I’m sure that I am raising a subject that has been practically trampled flat by the intellectual tread of masses of scholars far more erudite than myself, but it’s something that echoes in my mind, and an element of human nature I share an uneasy relationship with; Why is that I so quickly reach out for contact when moments of quiet descend on me? Why am I not more comfortable with my own company than with others, why am I gregarious, not isolated, expressive and not inward, open, and not reserved in my emotions. Most importantly, why does that sentiment turn back on itself when I finally get the social interaction I need?
There is the reductionist explanation, that we are born of communities, and evolution favors the togetherness rather than the alone for increased chances of survival. Explanations given by drawing simply from biological imperative are usually true to the mark, and in my stonier moments I’ve claimed that all else, poetry, love, art, music, is mere salad dressing.
However I am not entirely a slave to my impulses. I defy daily the back and forth of instinct – most notably the desire to do harm to those who hurt those I love, which is a prodigious moebius strip if there ever was one. Life is nothing if it isn’t conflict with our primordial selves.
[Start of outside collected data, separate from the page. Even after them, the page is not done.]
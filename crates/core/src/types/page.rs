//! Pagination arithmetic for catalog listings.

use serde::{Deserialize, Serialize};

/// Page size used when a request does not specify one.
pub const DEFAULT_PAGE_SIZE: u32 = 10;

/// Listing order for products.
#[derive(Debug, Clone, Copy, PartialEq, Eq, Hash, Serialize, Deserialize, Default)]
#[serde(rename_all = "lowercase")]
pub enum SortOrder {
    /// Natural (insertion) order.
    #[default]
    None,
    /// Cheapest first.
    Asc,
    /// Most expensive first.
    Desc,
}

impl SortOrder {
    /// Interpret the `sort` query parameter.
    ///
    /// Only `asc` and `desc` are recognised; anything else means natural order.
    #[must_use]
    pub fn from_param(value: Option<&str>) -> Self {
        match value {
            Some("asc") => Self::Asc,
            Some("desc") => Self::Desc,
            _ => Self::None,
        }
    }

    /// The query parameter value that round-trips through [`Self::from_param`].
    #[must_use]
    pub const fn as_param(&self) -> &'static str {
        match self {
            Self::None => "",
            Self::Asc => "asc",
            Self::Desc => "desc",
        }
    }
}

/// A requested page: 1-based page number and page size, both at least 1.
#[derive(Debug, Clone, Copy, PartialEq, Eq)]
pub struct PageRequest {
    page: u32,
    limit: u32,
}

impl PageRequest {
    /// Build a request, falling back to page 1 and `default_limit`.
    ///
    /// Zero values are clamped to 1.
    #[must_use]
    pub fn new(page: Option<u32>, limit: Option<u32>, default_limit: u32) -> Self {
        Self {
            page: page.unwrap_or(1).max(1),
            limit: limit.unwrap_or(default_limit).max(1),
        }
    }

    /// 1-based page number.
    #[must_use]
    pub const fn page(&self) -> u32 {
        self.page
    }

    /// Page size.
    #[must_use]
    pub const fn limit(&self) -> u32 {
        self.limit
    }

    /// Number of items to skip.
    #[must_use]
    pub fn offset(&self) -> u64 {
        u64::from(self.page - 1) * u64::from(self.limit)
    }
}

impl Default for PageRequest {
    fn default() -> Self {
        Self::new(None, None, DEFAULT_PAGE_SIZE)
    }
}

/// Pagination metadata for one page of a listing.
#[derive(Debug, Clone, Copy, PartialEq, Eq, Serialize)]
#[serde(rename_all = "camelCase")]
pub struct PageInfo {
    pub page: u32,
    pub limit: u32,
    pub total_items: u64,
    pub total_pages: u32,
    pub prev_page: Option<u32>,
    pub next_page: Option<u32>,
}

impl PageInfo {
    /// Compute page metadata for `request` over `total_items` matches.
    ///
    /// There is always at least one page, even when nothing matches.
    #[must_use]
    pub fn new(request: PageRequest, total_items: u64) -> Self {
        let pages = total_items.div_ceil(u64::from(request.limit())).max(1);
        let total_pages = u32::try_from(pages).unwrap_or(u32::MAX);
        let page = request.page();

        Self {
            page,
            limit: request.limit(),
            total_items,
            total_pages,
            prev_page: (page > 1).then(|| page - 1),
            next_page: (page < total_pages).then(|| page + 1),
        }
    }

    #[must_use]
    pub const fn has_prev_page(&self) -> bool {
        self.prev_page.is_some()
    }

    #[must_use]
    pub const fn has_next_page(&self) -> bool {
        self.next_page.is_some()
    }
}

#[cfg(test)]
mod tests {
    use super::*;

    #[test]
    fn test_sort_from_param() {
        assert_eq!(SortOrder::from_param(Some("asc")), SortOrder::Asc);
        assert_eq!(SortOrder::from_param(Some("desc")), SortOrder::Desc);
        assert_eq!(SortOrder::from_param(Some("ASC")), SortOrder::None);
        assert_eq!(SortOrder::from_param(None), SortOrder::None);
    }

    #[test]
    fn test_request_defaults_and_clamping() {
        let req = PageRequest::new(None, None, 10);
        assert_eq!((req.page(), req.limit(), req.offset()), (1, 10, 0));

        let req = PageRequest::new(Some(0), Some(0), 10);
        assert_eq!((req.page(), req.limit()), (1, 1));

        let req = PageRequest::new(Some(3), Some(5), 10);
        assert_eq!(req.offset(), 10);
    }

    #[test]
    fn test_first_of_several_pages() {
        let info = PageInfo::new(PageRequest::new(Some(1), Some(2), 10), 5);
        assert_eq!(info.total_pages, 3);
        assert_eq!(info.prev_page, None);
        assert_eq!(info.next_page, Some(2));
        assert!(!info.has_prev_page());
        assert!(info.has_next_page());
    }

    #[test]
    fn test_last_page() {
        let info = PageInfo::new(PageRequest::new(Some(3), Some(2), 10), 5);
        assert_eq!(info.prev_page, Some(2));
        assert_eq!(info.next_page, None);
    }

    #[test]
    fn test_empty_listing_has_one_page() {
        let info = PageInfo::new(PageRequest::default(), 0);
        assert_eq!(info.total_pages, 1);
        assert!(!info.has_next_page());
    }

    #[test]
    fn test_page_past_the_end() {
        let info = PageInfo::new(PageRequest::new(Some(99), Some(10), 10), 5);
        assert_eq!(info.total_pages, 1);
        assert_eq!(info.prev_page, Some(98));
        assert_eq!(info.next_page, None);
    }
}
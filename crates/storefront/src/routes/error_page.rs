//! HTML rendering of errors for the view routes.

use askama::Template;
use askama_web::WebTemplate;
use axum::{
    extract::{
        FromRequestParts,
        rejection::{PathRejection, QueryRejection},
    },
    response::{IntoResponse, Response},
};
use tienda_core::IdError;

use crate::error::AppError;
use crate::filters;
use crate::services::{CartError, CatalogError};

/// Error page template.
#[derive(Template, WebTemplate)]
#[template(path = "error.html")]
pub struct ErrorTemplate {
    pub status: u16,
    pub message: String,
}

/// An `AppError` raised by a view, rendered as an HTML page.
#[derive(Debug)]
pub struct PageError(pub AppError);

impl IntoResponse for PageError {
    fn into_response(self) -> Response {
        let err = self.0;
        err.report();

        let status = err.status();
        let page = ErrorTemplate {
            status: status.as_u16(),
            message: err.public_message(),
        };
        (status, page).into_response()
    }
}

impl From<AppError> for PageError {
    fn from(err: AppError) -> Self {
        Self(err)
    }
}

impl From<CatalogError> for PageError {
    fn from(err: CatalogError) -> Self {
        Self(err.into())
    }
}

impl From<CartError> for PageError {
    fn from(err: CartError) -> Self {
        Self(err.into())
    }
}

impl From<IdError> for PageError {
    fn from(err: IdError) -> Self {
        Self(err.into())
    }
}

impl From<QueryRejection> for PageError {
    fn from(rejection: QueryRejection) -> Self {
        Self(rejection.into())
    }
}

impl From<PathRejection> for PageError {
    fn from(rejection: PathRejection) -> Self {
        Self(rejection.into())
    }
}

/// `axum::extract::Query` whose rejection renders the error page.
#[derive(Debug, FromRequestParts)]
#[from_request(via(axum::extract::Query), rejection(PageError))]
pub struct PageQuery<T>(pub T);

/// `axum::extract::Path` whose rejection renders the error page.
#[derive(Debug, FromRequestParts)]
#[from_request(via(axum::extract::Path), rejection(PageError))]
pub struct PagePath<T>(pub T);

/// Result type alias for view handlers.
pub type PageResult<T> = Result<T, PageError>;
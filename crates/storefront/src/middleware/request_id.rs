//! `x-request-id` propagation.
//!
//! An upstream ID is reused when it is a short printable token; otherwise a
//! UUID v4 is generated. The ID is recorded on the current span, tagged on
//! the Sentry scope, stored in request extensions and echoed in the response.

use axum::{extract::Request, http::HeaderValue, middleware::Next, response::Response};
use tracing::Span;
use uuid::Uuid;

/// The HTTP header name for request IDs.
pub const REQUEST_ID_HEADER: &str = "x-request-id";

const MAX_REQUEST_ID_LEN: usize = 128;

/// The ID assigned to the current request.
#[derive(Debug, Clone, PartialEq, Eq)]
pub struct RequestId(pub String);

impl RequestId {
    /// Reuse `upstream` if acceptable, else generate a fresh ID.
    #[must_use]
    pub fn resolve(upstream: Option<&HeaderValue>) -> Self {
        upstream
            .and_then(|h| h.to_str().ok())
            .map(str::trim)
            .filter(|id| is_acceptable(id))
            .map_or_else(|| Self(Uuid::new_v4().to_string()), |id| Self(id.to_string()))
    }
}

fn is_acceptable(id: &str) -> bool {
    !id.is_empty()
        && id.len() <= MAX_REQUEST_ID_LEN
        && id.bytes().all(|b| b.is_ascii_graphic())
}

/// Middleware that ensures every request has a request ID.
pub async fn request_id_middleware(mut request: Request, next: Next) -> Response {
    let request_id = RequestId::resolve(request.headers().get(REQUEST_ID_HEADER));

    Span::current().record("request_id", request_id.0.as_str());
    sentry::configure_scope(|scope| {
        scope.set_tag("request_id", &request_id.0);
    });

    let header = HeaderValue::from_str(&request_id.0).ok();
    request.extensions_mut().insert(request_id);

    let mut response = next.run(request).await;
    if let Some(value) = header {
        response.headers_mut().insert(REQUEST_ID_HEADER, value);
    }

    response
}

#[cfg(test)]
#[allow(clippy::unwrap_used)]
mod tests {
    use super::*;

    #[test]
    fn test_upstream_id_is_reused() {
        let header = HeaderValue::from_static("abc-123");
        assert_eq!(RequestId::resolve(Some(&header)).0, "abc-123");
    }

    #[test]
    fn test_missing_or_unusable_id_is_generated() {
        let generated = RequestId::resolve(None);
        assert!(Uuid::parse_str(&generated.0).is_ok());

        let spaced = HeaderValue::from_static("has space");
        assert!(Uuid::parse_str(&RequestId::resolve(Some(&spaced)).0).is_ok());

        let long = HeaderValue::from_str(&"x".repeat(MAX_REQUEST_ID_LEN + 1)).unwrap();
        assert!(Uuid::parse_str(&RequestId::resolve(Some(&long)).0).is_ok());
    }
}
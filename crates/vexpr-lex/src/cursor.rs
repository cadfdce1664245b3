//! Character-level cursor over the expression source.
//!
//! Unlike a byte cursor, [`Cursor`] walks Unicode scalar values one at a
//! time so that `retreat` can always step back exactly one logical
//! character regardless of its UTF-8 width — the lexer relies on this to
//! "un-consume" a closing quote after a sub-scan already read past it.

pub struct Cursor {
    chars: Vec<char>,
    pos: usize,
    line: u32,
    column: u32,
}

impl Cursor {
    pub fn new(source: &str) -> Self {
        Self {
            chars: source.chars().collect(),
            pos: 0,
            line: 1,
            column: 1,
        }
    }

    /// Returns the next code point and advances past it. Callers must gate
    /// on [`Cursor::has_more`] first; advancing past the end is caller
    /// misuse, not a recoverable condition.
    pub fn advance(&mut self) -> char {
        let ch = self.chars[self.pos];
        self.pos += 1;
        if ch == '\n' {
            self.line += 1;
            self.column = 1;
        } else {
            self.column += 1;
        }
        ch
    }

    /// Moves the cursor back `n` positions. Line/column bookkeeping is
    /// approximate across a retreat that crosses a newline — the engine
    /// only ever retreats by one or two positions within a single token, so
    /// this never actually straddles a line boundary in practice.
    pub fn retreat(&mut self, n: usize) {
        self.pos = self.pos.saturating_sub(n);
        self.column = self.column.saturating_sub(n as u32);
    }

    pub fn has_more(&self) -> bool {
        self.pos < self.chars.len()
    }

    /// Returns the next code point without consuming it. Caller must gate
    /// on [`Cursor::has_more`] first.
    pub fn peek(&self) -> char {
        self.chars[self.pos]
    }

    pub fn position(&self) -> usize {
        self.pos
    }

    pub fn line(&self) -> u32 {
        self.line
    }

    pub fn column(&self) -> u32 {
        self.column
    }
}

#[cfg(test)]
mod tests {
    use super::*;

    #[test]
    fn advances_through_ascii() {
        let mut c = Cursor::new("ab");
        assert_eq!(c.advance(), 'a');
        assert_eq!(c.advance(), 'b');
        assert!(!c.has_more());
    }

    #[test]
    fn advances_through_multibyte_code_points() {
        let mut c = Cursor::new("a\u{1F600}b");
        assert_eq!(c.advance(), 'a');
        assert_eq!(c.advance(), '\u{1F600}');
        assert_eq!(c.advance(), 'b');
    }

    #[test]
    fn retreat_allows_re_reading() {
        let mut c = Cursor::new("xyz");
        c.advance();
        c.advance();
        c.retreat(1);
        assert_eq!(c.advance(), 'y');
    }
}
//! Evaluator throughput benchmarks.
//!
//! Run with `cargo bench --package vexpr-eval`.

use criterion::{black_box, criterion_group, criterion_main, Criterion, Throughput};
use std::collections::HashMap;
use vexpr_eval::{Evaluator, MapEnvironment, Value};
use vexpr_lex::Lexer;
use vexpr_parse::{Node, Parser};

fn compile(source: &str) -> Node {
    Parser::parse(Lexer::scan(source).expect("benchmark inputs must lex"))
        .expect("benchmark inputs must parse")
}

fn bench_eval(c: &mut Criterion) {
    let mut group = c.benchmark_group("eval");

    let arithmetic = "1 - 2 + 3 * 4 / 5 % 6";
    let arithmetic_node = compile(arithmetic);
    group.throughput(Throughput::Bytes(arithmetic.len() as u64));
    group.bench_function("arithmetic", |b| {
        b.iter(|| Evaluator::eval(black_box(&arithmetic_node), &vexpr_eval::EmptyEnvironment).unwrap())
    });

    let ternary_chain = "1 > 2 ? 3 : 4 > 5 ? 6 : 7 == 8 ? 9 : 10";
    let ternary_node = compile(ternary_chain);
    group.throughput(Throughput::Bytes(ternary_chain.len() as u64));
    group.bench_function("nested_ternary_chain", |b| {
        b.iter(|| Evaluator::eval(black_box(&ternary_node), &vexpr_eval::EmptyEnvironment).unwrap())
    });

    let path = "param.Array[0].Next.Value";
    let path_node = compile(path);
    let mut next = HashMap::new();
    next.insert("Value".to_string(), Value::Number(42.0));
    let mut array_elem = HashMap::new();
    array_elem.insert("Next".to_string(), Value::Map(next));
    let env = MapEnvironment::new().insert(
        "param",
        Value::Map({
            let mut root = HashMap::new();
            root.insert("Array".to_string(), Value::Seq(vec![Value::Map(array_elem)]));
            root
        }),
    );
    group.throughput(Throughput::Bytes(path.len() as u64));
    group.bench_function("nested_path_resolution", |b| {
        b.iter(|| Evaluator::eval(black_box(&path_node), black_box(&env)).unwrap())
    });

    group.finish();
}

criterion_group!(benches, bench_eval);
criterion_main!(benches);
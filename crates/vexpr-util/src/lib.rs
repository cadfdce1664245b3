//! Shared foundation types for the expression engine pipeline.
//!
//! Every phase crate (`vexpr-lex`, `vexpr-parse`, `vexpr-eval`) depends on
//! this crate for source location tracking ([`Span`]) and identifier
//! interning ([`Symbol`]), the same way the wider pipeline's earlier phases
//! share a common utility layer rather than each rolling its own.

mod span;
mod symbol;

pub use span::Span;
pub use symbol::Symbol;

pub use rustc_hash::FxHashMap;
pub use rustc_hash::FxHashSet;
//! Evaluator error taxonomy.

use crate::value::Value;
use thiserror::Error;
use vexpr_parse::Op;

#[derive(Debug, Clone, PartialEq, Error)]
pub enum EvalError {
    /// Covers every type-check failure: a numeric operator applied to a
    /// non-number, a logical operator applied to a non-bool, a comparator
    /// applied to an unsupported pairing, a non-bool ternary condition, a
    /// prefix operator on the wrong kind. The original source routes all
    /// of these through one `fmt.Errorf(node.err, ...)` call keyed by a
    /// per-node error template string; `op` plays the same role here.
    #[error("value '{value}' cannot be used with operator {op:?}")]
    TypeMismatch { value: Value, op: Op },

    #[error("no parameter '{0}' found")]
    UndefinedVariable(String),

    #[error("invalid index '{0}'")]
    InvalidIndex(String),

    #[error("field '{field}' not found on {container}")]
    FieldNotFound {
        container: &'static str,
        field: String,
    },

    #[error("{0} does not support path resolution")]
    UnsupportedContainer(&'static str),
}
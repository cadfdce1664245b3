//! `vexpr`: an embeddable expression engine.
//!
//! Compiles a small expression language — arithmetic, comparisons, logical
//! and ternary operators, and dotted/bracketed path lookups against a
//! host-supplied [`Environment`] — into a reusable [`CompiledExpression`],
//! then evaluates it with no allocation beyond what the expression's own
//! containers need.
//!
//! ```
//! use vexpr::{compile, MapEnvironment, Value};
//!
//! let expr = compile("age >= 18 ? \"adult\" : \"minor\"").unwrap();
//! let env = MapEnvironment::new().insert("age", Value::Number(21.0));
//! assert_eq!(expr.evaluate(&env).unwrap(), Value::Str("adult".to_string()));
//! ```
//!
//! The three phases — [`vexpr_lex`], [`vexpr_parse`], [`vexpr_eval`] — are
//! independently usable crates; this one just wires them into the single
//! `compile`/`evaluate` entry point described by the crate's design
//! document.

use thiserror::Error;
use vexpr_eval::{EvalError, Evaluator};
use vexpr_lex::{LexError, Lexer};
use vexpr_parse::{Node, ParseError, Parser};

pub use vexpr_eval::{EmptyEnvironment, Environment, MapEnvironment, Record, Value};

/// Failure during [`compile`]: lexing and parsing are the only two phases
/// that can fail before an expression is ever evaluated.
#[derive(Debug, Clone, PartialEq, Error)]
pub enum CompileError {
    #[error(transparent)]
    Lex(#[from] LexError),
    #[error(transparent)]
    Parse(#[from] ParseError),
}

/// A parsed, ready-to-evaluate expression. Immutable and side-effect-free
/// to compile; cheap to clone and to evaluate repeatedly against different
/// environments.
#[derive(Debug, Clone)]
pub struct CompiledExpression {
    root: Node,
}

/// Lexes and parses `text` into a [`CompiledExpression`]. Never evaluates
/// it — a successfully compiled expression can still fail at
/// [`CompiledExpression::evaluate`] time (undefined variables, type
/// mismatches), which `compile` has no way to detect ahead of evaluation.
pub fn compile(text: &str) -> Result<CompiledExpression, CompileError> {
    let tokens = Lexer::scan(text)?;
    let root = Parser::parse(tokens)?;
    Ok(CompiledExpression { root })
}

impl CompiledExpression {
    /// Evaluates the compiled tree against `env`. Safe to call repeatedly,
    /// concurrently, and with different environments — no evaluator state
    /// survives across calls (see `vexpr_eval::evaluator`'s module docs).
    pub fn evaluate(&self, env: &dyn Environment) -> Result<Value, EvalError> {
        Evaluator::eval(&self.root, env)
    }
}

#[cfg(test)]
mod tests {
    use super::*;

    #[test]
    fn compile_rejects_unbalanced_input() {
        assert!(matches!(compile("(1 + 2"), Err(CompileError::Lex(_))));
    }

    #[test]
    fn compile_rejects_trailing_operator() {
        assert!(matches!(compile("1 +"), Err(CompileError::Parse(_))));
    }

    #[test]
    fn evaluate_runs_after_successful_compile() {
        let expr = compile("1 + 2 * 3").unwrap();
        assert_eq!(expr.evaluate(&EmptyEnvironment).unwrap(), Value::Number(7.0));
    }
}
//! Restartable cursor over a [`Token`] sequence.

use vexpr_lex::{Precedence, Token};

pub struct TokenStream {
    tokens: Vec<Token>,
    pos: usize,
}

impl TokenStream {
    pub fn new(tokens: Vec<Token>) -> Self {
        Self { tokens, pos: 0 }
    }

    pub fn has_more(&self) -> bool {
        self.pos < self.tokens.len()
    }

    /// Returns the next token and advances past it. Caller must gate on
    /// [`TokenStream::has_more`] first.
    pub fn advance(&mut self) -> Token {
        let token = self.tokens[self.pos].clone();
        self.pos += 1;
        token
    }

    /// Un-reads the most recently returned token.
    pub fn retreat(&mut self) {
        self.pos = self.pos.saturating_sub(1);
    }

    pub fn peek(&self) -> Option<&Token> {
        self.tokens.get(self.pos)
    }

    /// Scans from the current position to the end and returns the
    /// numerically lowest precedence class seen — this is how the parser
    /// picks which recursion level to enter first. Grouping tokens and the
    /// ternary operators share the lowest rank (see [`Precedence`]), so an
    /// expression containing parens/brackets or a `?`/`:` anywhere always
    /// routes through the full recursive-descent chain starting at the
    /// ternary level.
    pub fn lowest_remaining_precedence(&self) -> Precedence {
        self.tokens[self.pos..]
            .iter()
            .map(|t| t.kind().precedence())
            .min()
            .unwrap_or(Precedence::Literal)
    }
}
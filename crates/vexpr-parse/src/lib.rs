//! Recursive-descent parser for the expression language, plus the
//! associativity fixer that follows it.
//!
//! Pipeline: [`TokenStream`] wraps the lexer's output, [`Parser::parse`]
//! builds a right-leaning tree over the precedence ladder, and
//! [`associativity::fix`] straightens same-precedence runs into the
//! left-associative shape evaluation expects.

pub mod ast;
pub mod associativity;
mod error;
mod parser;
mod token_stream;

pub use ast::{Literal, Node, Op};
pub use error::ParseError;
pub use parser::Parser;
pub use token_stream::TokenStream;
//! Per-token-class successor rules.
//!
//! Each [`TokenKind`] has a [`SuccessorRule`] describing what may
//! legitimately follow it. The lexer seeds the "previous" rule with
//! [`TokenKind::Illegal`]'s rule, which enumerates the kinds allowed to
//! open an expression, and re-seeds it after every emitted token.
//!
//! In practice only one query is load-bearing: whether the rule for the
//! previously emitted token permits [`TokenKind::Neg`] to follow, which is
//! how the lexer tells a unary minus from a binary subtraction apart
//! without any lookahead past the `-` itself. The `startable`/`terminable`
//! flags are carried because the source data model defines them, but (as
//! in the original engine) nothing downstream consults them yet.

use crate::token::TokenKind;
use std::collections::HashSet;

pub struct SuccessorRule {
    /// May this kind open an expression?
    pub startable: bool,
    /// May this kind be the last token of an expression?
    pub terminable: bool,
    /// May this kind be skipped when checking paren/bracket balance (i.e.
    /// is it structurally inert)?
    pub skippable: bool,
    next_allowable: HashSet<TokenKind>,
}

impl SuccessorRule {
    fn new(startable: bool, terminable: bool, skippable: bool, next: &[TokenKind]) -> Self {
        Self {
            startable,
            terminable,
            skippable,
            next_allowable: next.iter().copied().collect(),
        }
    }

    pub fn allows(&self, kind: TokenKind) -> bool {
        self.next_allowable.contains(&kind)
    }
}

use TokenKind::*;

/// Rule for the synthetic kind that seeds the lexer before anything has
/// been scanned. Its `next_allowable` set is exactly the set of kinds
/// allowed to open an expression.
pub fn illegal_rule() -> SuccessorRule {
    SuccessorRule::new(
        false,
        false,
        false,
        &[Char, Str, Number, Bool, Variable, Not, Neg, LParen, Selector],
    )
}

/// Looks up the successor rule for a just-emitted token kind.
pub fn rule_for(kind: TokenKind) -> SuccessorRule {
    match kind {
        Illegal => illegal_rule(),
        Char => SuccessorRule::new(
            true,
            true,
            false,
            &[Eq, NotEq, Lt, Gt, Leq, Geq, LAnd, LOr, TernaryIf, TernaryElse, RParen],
        ),
        Str => SuccessorRule::new(
            true,
            true,
            false,
            &[Eq, NotEq, Lt, Gt, Leq, Geq, Add, LAnd, LOr, TernaryIf, TernaryElse, RParen],
        ),
        Number => SuccessorRule::new(
            true,
            true,
            false,
            &[
                Eq, NotEq, Lt, Gt, Leq, Geq, Add, Sub, Mul, Quo, Rem, And, Or, Xor, Shl, Shr,
                LAnd, LOr, TernaryIf, TernaryElse, RParen,
            ],
        ),
        Bool => SuccessorRule::new(
            true,
            true,
            false,
            &[Eq, NotEq, LAnd, LOr, TernaryIf, TernaryElse, RParen],
        ),
        Variable => SuccessorRule::new(
            true,
            true,
            false,
            &[
                Eq, NotEq, Lt, Gt, Leq, Geq, Add, Sub, Mul, Quo, Rem, And, Or, Xor, Shl, Shr,
                LAnd, LOr, TernaryIf, TernaryElse, RParen, LBracket, RBracket,
            ],
        ),
        Accessor => SuccessorRule::new(
            false,
            true,
            false,
            &[
                Eq, NotEq, Lt, Gt, Leq, Geq, Add, Sub, Mul, Quo, Rem, And, Or, Xor, Shl, Shr,
                LAnd, LOr, TernaryIf, TernaryElse, RParen, LBracket, RBracket,
            ],
        ),
        Selector => SuccessorRule::new(
            true,
            true,
            false,
            &[
                Eq, NotEq, Lt, Gt, Leq, Geq, Add, Sub, Mul, Quo, Rem, And, Or, Xor, Shl, Shr,
                LAnd, LOr, TernaryIf, TernaryElse, RParen, LBracket, RBracket,
            ],
        ),
        LParen => SuccessorRule::new(
            true,
            false,
            true,
            &[Char, Str, Number, Bool, Variable, Not, Neg, LParen, RParen, Selector],
        ),
        RParen => SuccessorRule::new(
            false,
            false,
            true,
            &[
                Char, Str, Number, Bool, Variable, Not, Neg, Selector, Accessor, LParen, RParen,
                LBracket, RBracket,
            ],
        ),
        LBracket => {
            SuccessorRule::new(false, true, false, &[Str, Number, Variable, LParen, Selector])
        }
        RBracket => SuccessorRule::new(
            false,
            true,
            false,
            &[
                Eq, NotEq, Lt, Gt, Leq, Geq, Add, Sub, Mul, Quo, Rem, And, Or, Xor, Shl, Shr,
                LAnd, LOr, TernaryIf, TernaryElse, RParen, Selector, Accessor,
            ],
        ),
        Add => SuccessorRule::new(false, false, false, &[Neg, Char, Str, Number, Variable, Selector]),
        Sub => SuccessorRule::new(false, false, false, &[Neg, Char, Number, Variable, Selector]),
        Mul => SuccessorRule::new(false, false, false, &[Neg, Number, Variable, Selector]),
        Quo => SuccessorRule::new(false, false, false, &[Neg, Number, Variable, Selector]),
        Rem => SuccessorRule::new(false, false, false, &[Neg, Number, Variable, Selector]),
        And => SuccessorRule::new(false, false, false, &[Number, Variable, Selector]),
        Or => SuccessorRule::new(false, false, false, &[Number, Variable, Selector]),
        Xor => SuccessorRule::new(false, false, false, &[Number, Variable, Selector]),
        Shl => SuccessorRule::new(false, false, false, &[Number, Variable, Selector]),
        Shr => SuccessorRule::new(false, false, false, &[Number, Variable, Selector]),
        Eq | NotEq | Lt | Gt | Leq | Geq | LAnd | LOr | TernaryIf | TernaryElse => {
            SuccessorRule::new(
                false,
                false,
                false,
                &[Char, Str, Number, Bool, Variable, Not, Neg, LParen],
            )
        }
        Not => SuccessorRule::new(true, false, false, &[Bool, Variable, LParen, Selector]),
        Neg => SuccessorRule::new(true, false, false, &[Number, Variable, LParen, Selector]),
        Eof => illegal_rule(),
    }
}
There is the cultural imperative, born of base instinct perhaps, that trains us from birth to explore and learn via interaction and conversation, and that to be shunned by peers is an exile of the worst type. Mother and father and ones siblings form the first community, a stepping-stone to larger and no less complicated groupings as we age.
I frequently shun contact in a social groups, so that explanation is hardly consistently applicable. A good Burnham-style question is ‘Have you ever been in a room full of people and still felt utterly alone’ to which the answer is invariably ‘yes’. There is never more a feeling of loneliness than when being misunderstood on a crucial personal concept, and solitude is never more inflamed than when we are fundamentally unable to communicate with those we feel would best comprehend.
These, or any other explanations I’ve found, are inadequate as to the conundrum of social experience. As much as I know I need my space alone, I want to be with others. Then I achieve that and I don’t know what to say or do, my identity feels like a tangible thing to be asserted and defended, and its ethereal nature becomes frighteningly apparent. Then I crave quiet again, and all age has granted me is the slightly expanded perspective that I will again be unhappy on the other side.
And yet loneliness persists. “The loneliest sound in the universe is other people making love.” I couldn’t agree more, as it’s the empathy coupled with memory that tell me what I’m missing.
Single notes in music are ever more poignant and painful than a flourish of noise, because they remind us that we stand apart even when we stand together.